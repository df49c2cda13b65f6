//! Transposition table
//!
//! Fixed-size direct-mapped table with trivial always-replace insertion.
//! The search is single-threaded, so entries are plain values; collisions
//! are rejected by a full 64-bit key compare on probe.

use crate::board::Move;

/// Node type for transposition table entries
#[derive(Debug, Clone, Copy, PartialEq, Eq)]
pub enum NodeType {
    Exact,
    /// Fail-low: score is an upper bound (alpha flag)
    UpperBound,
    /// Fail-high: score is a lower bound (beta flag)
    LowerBound,
}

/// Single TT entry
#[derive(Debug, Clone, Copy)]
pub struct TTEntry {
    pub key: u64,
    pub depth: u8,
    pub score: i32,
    pub node_type: NodeType,
    pub best_move: Option<Move>,
}

pub struct TranspositionTable {
    entries: Vec<Option<TTEntry>>,
    mask: usize,
}

impl TranspositionTable {
    /// Create a table with at least `capacity` slots, rounded up to a
    /// power of two for mask indexing
    pub fn new(capacity: usize) -> Self {
        let slots = capacity.next_power_of_two().max(1024);
        Self {
            entries: vec![None; slots],
            mask: slots - 1,
        }
    }

    /// Probe by full key; a slot holding a different position returns None
    pub fn probe(&self, key: u64) -> Option<&TTEntry> {
        let entry = self.entries[key as usize & self.mask].as_ref()?;
        if entry.key == key {
            Some(entry)
        } else {
            None
        }
    }

    /// Bounded insert: the slot for this key is always overwritten
    pub fn store(&mut self, key: u64, depth: u8, score: i32, node_type: NodeType, best_move: Option<Move>) {
        self.entries[key as usize & self.mask] = Some(TTEntry {
            key,
            depth,
            score,
            node_type,
            best_move,
        });
    }

    pub fn clear(&mut self) {
        for entry in &mut self.entries {
            *entry = None;
        }
    }

    pub fn capacity(&self) -> usize {
        self.entries.len()
    }

    pub fn occupied(&self) -> usize {
        self.entries.iter().filter(|e| e.is_some()).count()
    }

    pub fn fill_percentage(&self) -> f64 {
        self.occupied() as f64 / self.entries.len() as f64 * 100.0
    }
}

impl Default for TranspositionTable {
    fn default() -> Self {
        Self::new(1_000_000)
    }
}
========
Your assignment =>
An exact retyping of the lines from the one with "self.entries.iter().filter(|e| e.is_some()).count()" to the end of the material above, with both ends included and nothing added, is the required answer.

Result for this exercise =>
        self.entries.iter().filter(|e| e.is_some()).count()
    }

    pub fn fill_percentage(&self) -> f64 {
        self.occupied() as f64 / self.entries.len() as f64 * 100.0
    }
}

impl Default for TranspositionTable {
    fn default() -> Self {
        Self::new(1_000_000)
    }
}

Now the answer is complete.